:: Data excerpts
use serde::{Deserialize, Serialize};

// ────────────────────────────────────────────────────────────────────────────
// resume.json
// ────────────────────────────────────────────────────────────────────────────

#[derive(Debug, Clone, Serialize, Deserialize)]
#[serde(rename_all = "camelCase")]
pub struct Location {
    pub primary: String,
    #[serde(default, skip_serializing_if = "Option::is_none")]
    pub secondary: Option<String>,
}

#[derive(Debug, Clone, Serialize, Deserialize)]
#[serde(rename_all = "camelCase")]
pub struct PhoneNumbers {
    pub primary: String,
    #[serde(default, skip_serializing_if = "Option::is_none")]
    pub secondary: Option<String>,
}

#[derive(Debug, Clone, Serialize, Deserialize)]
#[serde(rename_all = "camelCase")]
pub struct Contact {
    pub phone: PhoneNumbers,
    pub email: String,
    pub linkedin: String,
    pub github: String,
    pub portfolio: String,
}

/// Identity and headline numbers for the person the site presents.
#[derive(Debug, Clone, Serialize, Deserialize)]
#[serde(rename_all = "camelCase")]
pub struct Profile {
    pub name: String,
    #[serde(default, skip_serializing_if = "Option::is_none")]
    pub nickname: Option<String>,
    pub title: String,
    #[serde(default, skip_serializing_if = "Option::is_none")]
    pub subtitle: Option<String>,
    #[serde(default, skip_serializing_if = "Option::is_none")]
    pub tagline: Option<String>,
    pub location: Location,
    pub contact: Contact,
    pub years_of_experience: u32,
    pub certifications_count: u32,
    pub summary: String,
    #[serde(default)]
    pub highlights: Vec<String>,
    /// Short facts restated in the assistant preamble.
    #[serde(default)]
    pub key_facts: Vec<String>,
}

// ────────────────────────────────────────────────────────────────────────────
// experience.json
// ────────────────────────────────────────────────────────────────────────────

#[derive(Debug, Clone, Serialize, Deserialize)]
#[serde(rename_all = "camelCase")]
pub struct Position {
    pub company: String,
    pub role: String,
    pub location: String,
    pub start_date: String,
    /// `None` = ongoing
    #[serde(default, skip_serializing_if = "Option::is_none")]
    pub end_date: Option<String>,
    #[serde(default)]
    pub current: bool,
    /// Career level label: Intern, Engineer, Senior, Lead or Director.
    #[serde(rename = "type")]
    pub level: String,
    pub description: String,
    #[serde(default)]
    pub achievements: Vec<String>,
    #[serde(default)]
    pub technologies: Vec<String>,
}

impl Position {
    pub fn is_ongoing(&self) -> bool {
        self.current || self.end_date.is_none()
    }
}

#[derive(Debug, Clone, Serialize, Deserialize)]
#[serde(rename_all = "camelCase")]
pub struct EducationRecord {
    pub institution: String,
    pub degree: String,
    #[serde(default, skip_serializing_if = "Option::is_none")]
    pub minor: Option<String>,
    pub start_date: String,
    #[serde(default, skip_serializing_if = "Option::is_none")]
    pub end_date: Option<String>,
    #[serde(default)]
    pub honors: Vec<String>,
}

#[derive(Debug, Clone, Serialize, Deserialize)]
#[serde(rename_all = "camelCase")]
pub struct Experience {
    pub positions: Vec<Position>,
    #[serde(default)]
    pub education: Vec<EducationRecord>,
}

// ────────────────────────────────────────────────────────────────────────────
// skills.json
// ────────────────────────────────────────────────────────────────────────────

#[derive(Debug, Clone, Serialize, Deserialize)]
#[serde(rename_all = "camelCase")]
pub struct Skill {
    pub name: String,
    /// Proficiency percentage, 0 – 100.
    pub level: u8,
    pub years: f32,
    #[serde(default)]
    pub certifications: Vec<String>,
}

impl Skill {
    pub fn proficiency_label(&self) -> &'static str {
        proficiency_label(self.level)
    }
}

/// Buckets a 0 – 100 proficiency percentage into the label shown on the site.
pub fn proficiency_label(level: u8) -> &'static str {
    match level {
        90..=u8::MAX => "Expert",
        75..=89 => "Advanced",
        60..=74 => "Proficient",
        _ => "Intermediate",
    }
}

#[derive(Debug, Clone, Serialize, Deserialize)]
#[serde(rename_all = "camelCase")]
pub struct SkillCategory {
    pub name: String,
    pub skills: Vec<Skill>,
}

/// One axis of the skills radar. Curated separately from the categories.
#[derive(Debug, Clone, Serialize, Deserialize)]
#[serde(rename_all = "camelCase")]
pub struct RadarPoint {
    pub skill: String,
    pub value: u8,
}

#[derive(Debug, Clone, Serialize, Deserialize)]
#[serde(rename_all = "camelCase")]
pub struct Skills {
    pub categories: Vec<SkillCategory>,
    #[serde(default)]
    pub radar_data: Vec<RadarPoint>,
}

// ────────────────────────────────────────────────────────────────────────────
// certifications.json
// ────────────────────────────────────────────────────────────────────────────

#[derive(Debug, Clone, Serialize, Deserialize)]
#[serde(rename_all = "camelCase")]
pub struct Certification {
    pub name: String,
    pub issuer: String,
    pub year: u16,
}

#[derive(Debug, Clone, Serialize, Deserialize)]
#[serde(rename_all = "camelCase")]
pub struct CertificationCategory {
    pub name: String,
    pub certifications: Vec<Certification>,
}

/// `total_count` and `featured` are curated by hand and are not derived
/// from `categories`. Do not reconcile them.
#[derive(Debug, Clone, Serialize, Deserialize)]
#[serde(rename_all = "camelCase")]
pub struct Certifications {
    pub total_count: u32,
    #[serde(default)]
    pub featured: Vec<String>,
    #[serde(default)]
    pub categories: Vec<CertificationCategory>,
}

// ────────────────────────────────────────────────────────────────────────────
// projects.json
// ────────────────────────────────────────────────────────────────────────────

#[derive(Debug, Clone, Serialize, Deserialize)]
#[serde(rename_all = "camelCase")]
pub struct Project {
    pub name: String,
    pub category: String,
    pub year: u16,
    pub description: String,
    #[serde(default, skip_serializing_if = "Option::is_none")]
    pub long_description: Option<String>,
    #[serde(default)]
    pub technologies: Vec<String>,
    #[serde(default, skip_serializing_if = "Option::is_none")]
    pub github: Option<String>,
    #[serde(default, skip_serializing_if = "Option::is_none")]
    pub demo: Option<String>,
    #[serde(default)]
    pub featured: bool,
}

#[derive(Debug, Clone, Serialize, Deserialize)]
#[serde(rename_all = "camelCase")]
pub struct Projects {
    #[serde(default)]
    pub categories: Vec<String>,
    pub projects: Vec<Project>,
}

// ────────────────────────────────────────────────────────────────────────────
// Aggregate
// ────────────────────────────────────────────────────────────────────────────

/// The whole profile graph. Loaded once at startup and shared read-only.
#[derive(Debug, Clone, Serialize, Deserialize)]
#[serde(rename_all = "camelCase")]
pub struct ProfileData {
    pub profile: Profile,
    pub experience: Experience,
    pub skills: Skills,
    pub certifications: Certifications,
    pub projects: Projects,
}
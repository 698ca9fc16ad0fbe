use axum::{
    http::StatusCode,
    response::{IntoResponse, Response},
    Json,
};
use serde_json::json;
use thiserror::Error;

use crate::llm_client::LlmError;

/// Application-level error type.
/// Implements `IntoResponse` so Axum handlers can return `Result<T, AppError>`.
#[derive(Debug, Error)]
pub enum AppError {
    #[error("Not found: {0}")]
    NotFound(String),

    #[error("Validation error: {0}")]
    Validation(String),

    #[error("Service unavailable: {0}")]
    ServiceUnavailable(String),

    #[error("LLM error: {0}")]
    Llm(#[from] LlmError),

    #[error("Internal server error: {0}")]
    Internal(#[from] anyhow::Error),
}

impl IntoResponse for AppError {
    fn into_response(self) -> Response {
        let (status, code, message) = match &self {
            AppError::NotFound(msg) => (StatusCode::NOT_FOUND, "NOT_FOUND", msg.clone()),
            AppError::Validation(msg) => (StatusCode::BAD_REQUEST, "VALIDATION_ERROR", msg.clone()),
            AppError::ServiceUnavailable(msg) => (
                StatusCode::SERVICE_UNAVAILABLE,
                "SERVICE_UNAVAILABLE",
                msg.clone(),
            ),
            AppError::Llm(e) => {
                tracing::error!("LLM error: {e}");
                (
                    StatusCode::INTERNAL_SERVER_ERROR,
                    "LLM_ERROR",
                    "An AI processing error occurred".to_string(),
                )
            }
            AppError::Internal(e) => {
                tracing::error!("Internal error: {e:?}");
                (
                    StatusCode::INTERNAL_SERVER_ERROR,
                    "INTERNAL_ERROR",
                    "An internal server error occurred".to_string(),
                )
            }
        };

        let body = Json(json!({
            "error": {
                "code": code,
                "message": message
            }
        }));

        (status, body).into_response()
    }
}
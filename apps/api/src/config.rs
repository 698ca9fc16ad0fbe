use std::path::PathBuf;

use anyhow::{Context, Result};

/// Application configuration loaded from environment variables.
/// Only `PORT` can fail startup; everything else has a default.
#[derive(Clone)]
pub struct Config {
    /// Absent means the chat relay answers 503 without calling upstream.
    pub anthropic_api_key: Option<String>,
    pub data_dir: PathBuf,
    pub resume_dir: PathBuf,
    pub resume_file_stem: String,
    pub port: u16,
    pub rust_log: String,
}

impl Config {
    pub fn from_env() -> Result<Self> {
        dotenvy::dotenv().ok(); // load .env if present; ignore if missing

        Self::from_lookup(|key| std::env::var(key).ok())
    }

    /// Builds the config from an arbitrary key lookup.
    pub fn from_lookup<F>(lookup: F) -> Result<Self>
    where
        F: Fn(&str) -> Option<String>,
    {
        let optional = |key: &str| lookup(key).filter(|v| !v.trim().is_empty());

        Ok(Config {
            anthropic_api_key: optional("ANTHROPIC_API_KEY"),
            data_dir: optional("DATA_DIR")
                .unwrap_or_else(|| "data".to_string())
                .into(),
            resume_dir: optional("RESUME_DIR")
                .unwrap_or_else(|| "public".to_string())
                .into(),
            resume_file_stem: optional("RESUME_FILE_STEM")
                .unwrap_or_else(|| "Resume".to_string()),
            port: optional("PORT")
                .unwrap_or_else(|| "8080".to_string())
                .parse::<u16>()
                .context("PORT must be a valid port number")?,
            rust_log: optional("RUST_LOG").unwrap_or_else(|| "info".to_string()),
        })
    }
}

// Hand-written so the API key never ends up in a log line.
impl std::fmt::Debug for Config {
    fn fmt(&self, f: &mut std::fmt::Formatter<'_>) -> std::fmt::Result {
        f.debug_struct("Config")
            .field("anthropic_api_key", &self.anthropic_api_key.as_ref().map(|_| "<redacted>"))
            .field("data_dir", &self.data_dir)
            .field("resume_dir", &self.resume_dir)
            .field("resume_file_stem", &self.resume_file_stem)
            .field("port", &self.port)
            .field("rust_log", &self.rust_log)
            .finish()
    }
}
::::
Every line of the listing that includes the word "PathBuf" forms the answer.

> _Problem solution_
use std::path::PathBuf;
    pub data_dir: PathBuf,
    pub resume_dir: PathBuf,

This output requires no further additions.